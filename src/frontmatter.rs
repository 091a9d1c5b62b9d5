//! Front matter splitting and parsing.
//!
//! A content document may open with a metadata block in one of two forms:
//!
//! ```text
//! +++                         ---
//! title = "Heroku"            title: Heroku
//! date = 2020-05-12           date: 2020-05-12
//! template = "post"           template: post
//! +++                         ---
//! # Body starts here          # Body starts here
//! ```
//!
//! `+++` blocks are TOML, `---` blocks are YAML. The closing fence must sit
//! on its own line. Keys use either snake or camel case (`social_image` or
//! `socialImage`); keys this site does not use are ignored so that files
//! written for other generators still resolve.

use chrono::{DateTime, NaiveDate, NaiveDateTime};
use serde::Deserialize;
use thiserror::Error;

#[derive(Error, Debug)]
pub enum FrontMatterError {
    #[error("front matter opened with `{0}` is never closed")]
    Unterminated(&'static str),
    #[error("invalid TOML front matter: {0}")]
    Toml(#[from] toml::de::Error),
    #[error("invalid YAML front matter: {0}")]
    Yaml(#[from] serde_yaml_ng::Error),
}

#[derive(Debug, Clone, Copy, PartialEq, Eq)]
pub enum Format {
    Toml,
    Yaml,
}

impl Format {
    fn fence(self) -> &'static str {
        match self {
            Format::Toml => "+++",
            Format::Yaml => "---",
        }
    }
}

/// Front matter as written, before template and date validation.
#[derive(Debug, Clone, Default, PartialEq, Deserialize)]
#[serde(default)]
pub struct RawFrontMatter {
    pub title: Option<String>,
    pub date: Option<String>,
    pub template: Option<String>,
    pub draft: bool,
    pub description: Option<String>,
    #[serde(alias = "socialImage")]
    pub social_image: Option<String>,
    pub slug: Option<String>,
}

/// Split a document into its front matter block and body.
///
/// Returns `None` for the block when the document has no front matter.
pub fn split(input: &str) -> Result<(Option<(Format, &str)>, &str), FrontMatterError> {
    let input = input.strip_prefix('\u{feff}').unwrap_or(input);
    let Some(first) = input.split_inclusive('\n').next() else {
        return Ok((None, input));
    };
    let format = match first.trim_end() {
        "+++" => Format::Toml,
        "---" => Format::Yaml,
        _ => return Ok((None, input)),
    };

    let rest = &input[first.len()..];
    let mut offset = 0;
    for line in rest.split_inclusive('\n') {
        if line.trim_end() == format.fence() {
            return Ok((Some((format, &rest[..offset])), &rest[offset + line.len()..]));
        }
        offset += line.len();
    }
    Err(FrontMatterError::Unterminated(format.fence()))
}

/// Parse a front matter block.
pub fn parse_block(format: Format, block: &str) -> Result<RawFrontMatter, FrontMatterError> {
    match format {
        Format::Yaml => {
            if block.trim().is_empty() {
                return Ok(RawFrontMatter::default());
            }
            Ok(serde_yaml_ng::from_str(block)?)
        }
        Format::Toml => {
            let mut table: toml::Table = toml::from_str(block)?;
            // Bare TOML dates are datetimes; the document model keeps dates as text
            for (_, value) in table.iter_mut() {
                if let toml::Value::Datetime(dt) = value {
                    *value = toml::Value::String(dt.to_string());
                }
            }
            Ok(toml::Value::Table(table).try_into()?)
        }
    }
}

/// Split and parse in one step. Documents without a block get defaults.
pub fn parse(input: &str) -> Result<(RawFrontMatter, &str), FrontMatterError> {
    match split(input)? {
        (Some((format, block)), body) => Ok((parse_block(format, block)?, body)),
        (None, body) => Ok((RawFrontMatter::default(), body)),
    }
}

/// Parse a front matter date.
///
/// Accepts RFC 3339 (`2020-05-12T10:00:00Z`), a plain date (`2020-05-12`)
/// and a naive date-time with either `T` or a space as separator.
pub fn parse_date(raw: &str) -> Option<NaiveDateTime> {
    let raw = raw.trim();
    if let Ok(dt) = DateTime::parse_from_rfc3339(raw) {
        return Some(dt.naive_utc());
    }
    if let Ok(date) = NaiveDate::parse_from_str(raw, "%Y-%m-%d") {
        return date.and_hms_opt(0, 0, 0);
    }
    ["%Y-%m-%dT%H:%M:%S", "%Y-%m-%d %H:%M:%S", "%Y-%m-%dT%H:%M"]
        .iter()
        .find_map(|fmt| NaiveDateTime::parse_from_str(raw, fmt).ok())
}

/// First `# heading` of a markdown body, used when front matter has no title.
pub fn first_heading(body: &str) -> Option<String> {
    body.lines()
        .find(|line| line.starts_with("# "))
        .map(|line| line.trim_start_matches("# ").trim().to_string())
        .filter(|title| !title.is_empty())
}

--------------------------------

■ EXERCISE AIM: Above are some lines. Repeat exactly, and only, those from the line that has "Ok(serde_yaml_ng::from_str(block)?)" through the line that has "Accepts RFC 3339".

■ REPLY TO THE EXERCISE:
            Ok(serde_yaml_ng::from_str(block)?)
        }
        Format::Toml => {
            let mut table: toml::Table = toml::from_str(block)?;
            // Bare TOML dates are datetimes; the document model keeps dates as text
            for (_, value) in table.iter_mut() {
                if let toml::Value::Datetime(dt) = value {
                    *value = toml::Value::String(dt.to_string());
                }
            }
            Ok(toml::Value::Table(table).try_into()?)
        }
    }
}

/// Split and parse in one step. Documents without a block get defaults.
pub fn parse(input: &str) -> Result<(RawFrontMatter, &str), FrontMatterError> {
    match split(input)? {
        (Some((format, block)), body) => Ok((parse_block(format, block)?, body)),
        (None, body) => Ok((RawFrontMatter::default(), body)),
    }
}

/// Parse a front matter date.
///
/// Accepts RFC 3339 (`2020-05-12T10:00:00Z`), a plain date (`2020-05-12`)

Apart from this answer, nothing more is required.